W filmie "Obywatel Jones" ścierają się dwie dziennikarskie postawy. Gareth Jones (grany przez Jamesa Nortona) pragnie pisać prawdę, poświęcając całe swoje życie dochodzeniu jej i weryfikowaniu posiadanych informacji. Z kolei Walter Duranty (Peter Sarsgaard) preferuje wygodę, wielkie pieniądze i luksus kosztem przemilczania faktów niewygodnych dla władzy. Agnieszka Holland zwróciła uwagę na to, że współcześnie rola mediów jest równie ważna, co kiedyś, a coraz trudniej jest wyłowić wiarygodne informacje.
"Teraz się pisze o fake newsach, jakby dopiero internet to wynalazł... A fake newsy są dosyć stare (...) Na pewno są tak stare jak nowoczesne media" - mówi Agnieszka Holland. Wspomina też nagrodzony na festiwalu w Wenecji film Romana Polańskiego "Oficer i szpieg", który opowiada o aferze kapitana Dreyfusa.
Festiwalowe wspomnienia Agnieszki Holland
Agnieszka Holland była obecna na festiwalu wiele razy. Pamięta jeszcze, kiedy święto polskiego kina odbywało się w Gdańsku.
Agnieszka Holland wspomina najlepsze chwile festiwalu
"To były najbardziej żywe festiwale (w latach 70.), bo polskie kino było szalenie gorące. Mówiło się o ważnych sprawach. Władza próbowała nas udusić, a myśmy próbowali się wybronić. Ten bohaterski okres wspominam najmocniej" - mówi reżyserka.
Wspomina też festiwal, w którym w Konkursie Głównym było rekordowo 26 produkcji, a także ważny moment przyznania nagrody Pawłowi Pawlikowskiemu za "Idę".
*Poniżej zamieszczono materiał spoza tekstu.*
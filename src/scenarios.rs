//! Counterfactual "missed days" scenarios.
//!
//! Neutralized days earn the `cash` return passed by the caller (normally
//! [`CASH`]); the calendar is untouched so every scenario annualizes over the
//! same period as the unmodified series.

use crate::errors::{BlackSwanError, BlackSwanResult};
use crate::math_utils::float_total_cmp;
use crate::performance::cagr;
use crate::series::ReturnSeries;
#[cfg(feature = "serde")]
use serde::{Deserialize, Serialize};

/// Return earned on a neutralized day.
pub const CASH: f64 = 0.0;

/// Named scenario.
#[derive(Debug, Clone, Copy, PartialEq, Eq, Hash)]
#[cfg_attr(feature = "serde", derive(Serialize, Deserialize))]
pub enum ScenarioKind {
    /// Unmodified returns
    All,
    /// Best days replaced with cash
    MissBest,
    /// Worst days replaced with cash
    MissWorst,
    /// Best and worst days replaced with cash
    MissBoth,
}

impl ScenarioKind {
    /// All scenarios in reporting order.
    pub const ALL: [ScenarioKind; 4] = [
        ScenarioKind::All,
        ScenarioKind::MissBest,
        ScenarioKind::MissWorst,
        ScenarioKind::MissBoth,
    ];

    /// Report name.
    pub fn name(&self) -> &'static str {
        match self {
            ScenarioKind::All => "all",
            ScenarioKind::MissBest => "miss_best",
            ScenarioKind::MissWorst => "miss_worst",
            ScenarioKind::MissBoth => "miss_both",
        }
    }
}

/// The four scenario series plus the neutralized positions.
#[derive(Debug, Clone)]
pub struct ScenarioReturns {
    /// Unmodified returns
    pub all: ReturnSeries,
    /// Best `best_n` days neutralized
    pub miss_best: ReturnSeries,
    /// Worst `worst_n` days neutralized
    pub miss_worst: ReturnSeries,
    /// Both sets neutralized
    pub miss_both: ReturnSeries,
    /// Indices of the best days, best first
    pub best_indices: Vec<usize>,
    /// Indices of the worst days, worst first
    pub worst_indices: Vec<usize>,
}

impl ScenarioReturns {
    /// Series for a scenario.
    pub fn series(&self, kind: ScenarioKind) -> &ReturnSeries {
        match kind {
            ScenarioKind::All => &self.all,
            ScenarioKind::MissBest => &self.miss_best,
            ScenarioKind::MissWorst => &self.miss_worst,
            ScenarioKind::MissBoth => &self.miss_both,
        }
    }
}

fn validate_day_counts(len: usize, best_n: usize, worst_n: usize) -> BlackSwanResult<()> {
    if best_n + worst_n > len {
        return Err(BlackSwanError::InvalidParameter {
            parameter: "best_n + worst_n".to_string(),
            value: (best_n + worst_n) as f64,
            constraint: format!("<= series length ({})", len),
        });
    }
    Ok(())
}

/// Indices ranked ascending by return; ties keep chronological order.
fn ranked_indices(values: &[f64]) -> Vec<usize> {
    let mut order: Vec<usize> = (0..values.len()).collect();
    order.sort_by(|&a, &b| float_total_cmp(&values[a], &values[b]));
    order
}

fn neutralize(values: &[f64], indices: &[usize], cash: f64) -> Vec<f64> {
    let mut out = values.to_vec();
    for &i in indices {
        out[i] = cash;
    }
    out
}

/// Build the `all`, `miss_best`, `miss_worst` and `miss_both` series.
///
/// Fails with `InvalidParameter` when `best_n + worst_n` exceeds the series
/// length, the only way the best and worst sets could overlap.
pub fn scenario_returns(
    returns: &ReturnSeries,
    best_n: usize,
    worst_n: usize,
    cash: f64,
) -> BlackSwanResult<ScenarioReturns> {
    let values = returns.values();
    validate_day_counts(values.len(), best_n, worst_n)?;

    let order = ranked_indices(values);
    let worst_indices: Vec<usize> = order[..worst_n].to_vec();
    let best_indices: Vec<usize> = order[order.len() - best_n..].iter().rev().copied().collect();
    let both: Vec<usize> = best_indices.iter().chain(worst_indices.iter()).copied().collect();

    Ok(ScenarioReturns {
        all: returns.clone(),
        miss_best: returns.with_values(neutralize(values, &best_indices, cash))?,
        miss_worst: returns.with_values(neutralize(values, &worst_indices, cash))?,
        miss_both: returns.with_values(neutralize(values, &both, cash))?,
        best_indices,
        worst_indices,
    })
}

/// CAGR lost by sitting out the `n_days` best days: `cagr(all) - cagr(miss_best)`.
///
/// Cheaper than [`scenario_returns`]; used as the bootstrap statistic.
pub fn miss_best_impact(returns: &ReturnSeries, n_days: usize, cash: f64) -> BlackSwanResult<f64> {
    let values = returns.values();
    validate_day_counts(values.len(), n_days, 0)?;

    let mut order: Vec<usize> = (0..values.len()).collect();
    if n_days > 0 && n_days < values.len() {
        let pivot = values.len() - n_days;
        order.select_nth_unstable_by(pivot, |&a, &b| float_total_cmp(&values[a], &values[b]));
    }
    let best = &order[values.len() - n_days..];

    let missed = returns.with_values(neutralize(values, best, cash))?;
    Ok(cagr(returns)? - cagr(&missed)?)
}

/// Annualized returns of all four scenarios for one day count.
#[derive(Debug, Clone, Copy, PartialEq)]
#[cfg_attr(feature = "serde", derive(Serialize, Deserialize))]
pub struct ScenarioResult {
    /// Number of best and of worst days neutralized
    pub n_days: usize,
    /// `n_days` as a fraction of all return days
    pub fraction_of_total: f64,
    /// CAGR of the unmodified series
    pub cagr_all: f64,
    /// CAGR without the best days
    pub cagr_miss_best: f64,
    /// CAGR without the worst days
    pub cagr_miss_worst: f64,
    /// CAGR without both
    pub cagr_miss_both: f64,
}

impl ScenarioResult {
    /// CAGR of a named scenario.
    pub fn cagr(&self, kind: ScenarioKind) -> f64 {
        match kind {
            ScenarioKind::All => self.cagr_all,
            ScenarioKind::MissBest => self.cagr_miss_best,
            ScenarioKind::MissWorst => self.cagr_miss_worst,
            ScenarioKind::MissBoth => self.cagr_miss_both,
        }
    }

    /// CAGR given up by missing the best days.
    pub fn impact_miss_best(&self) -> f64 {
        self.cagr_all - self.cagr_miss_best
    }

    /// CAGR gained by missing the worst days.
    pub fn impact_miss_worst(&self) -> f64 {
        self.cagr_miss_worst - self.cagr_all
    }
}

/// Scenario CAGRs with `n_days` best and `n_days` worst days neutralized.
pub fn scenario_result(
    returns: &ReturnSeries,
    n_days: usize,
    cash: f64,
) -> BlackSwanResult<ScenarioResult> {
    let scenarios = scenario_returns(returns, n_days, n_days, cash)?;
    Ok(ScenarioResult {
        n_days,
        fraction_of_total: n_days as f64 / returns.len() as f64,
        cagr_all: cagr(&scenarios.all)?,
        cagr_miss_best: cagr(&scenarios.miss_best)?,
        cagr_miss_worst: cagr(&scenarios.miss_worst)?,
        cagr_miss_both: cagr(&scenarios.miss_both)?,
    })
}

/// One [`ScenarioResult`] per day count.
pub fn scenario_sweep(
    returns: &ReturnSeries,
    day_counts: &[usize],
    cash: f64,
) -> BlackSwanResult<Vec<ScenarioResult>> {
    day_counts
        .iter()
        .map(|&n| scenario_result(returns, n, cash))
        .collect()
}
O czym opowiada "Obywatel Jones"?
Młody dziennikarz Gareth Jones (James Norton) zyskał sławę, pisząc artykuł o swoim spotkaniu z Adolfem Hitlerem, zaraz po przejęciu przez niego władzy w 1933 roku. Teraz ambitny Walijczyk przymierza się do kolejnego wielkiego tematu – gwałtownej modernizacji Związku Radzieckiego. Chcąc gruntownie zbadać sprawę, reporter decyduje się na podróż do Moskwy, aby przeprowadzić wywiad ze Stalinem. Na miejscu poznaje młodą dziennikarkę Adę Brooks (Vanessa Kirby), pracującą dla Waltera Duranty’ego (Peter Sarsgaard), dzięki której odkrywa, że prawda o stalinowskim reżimie jest brutalnie tłumiona przez sowieckich cenzorów. Słysząc zatrważające plotki na temat wielkiej klęski głodowej w ZSRR, Jones udaje się w samotną podróż przez Ukrainę. Dziennikarz staje się naocznym świadkiem tragedii Hołodomoru. Miliony ludzi umierają z głodu, podczas gdy tony zboża sprzedawane są za granicę, by sfinansować proces industrializacji radzieckiego imperium. Po powrocie do Londynu, Jones pisze artykuł ukazujący horror, którego doświadczył. Publikacja jest wyciszana, a jej autentyczność podważana przez zachodnich dziennikarzy, pozostających pod wpływem Kremla. Pomimo śmiertelnych pogróżek, Gareth nie ustaje w walce o prawdę. Swoimi odkryciami postanawia podzielić się z młodym, aspirującym pisarzem – George’em Orwellem.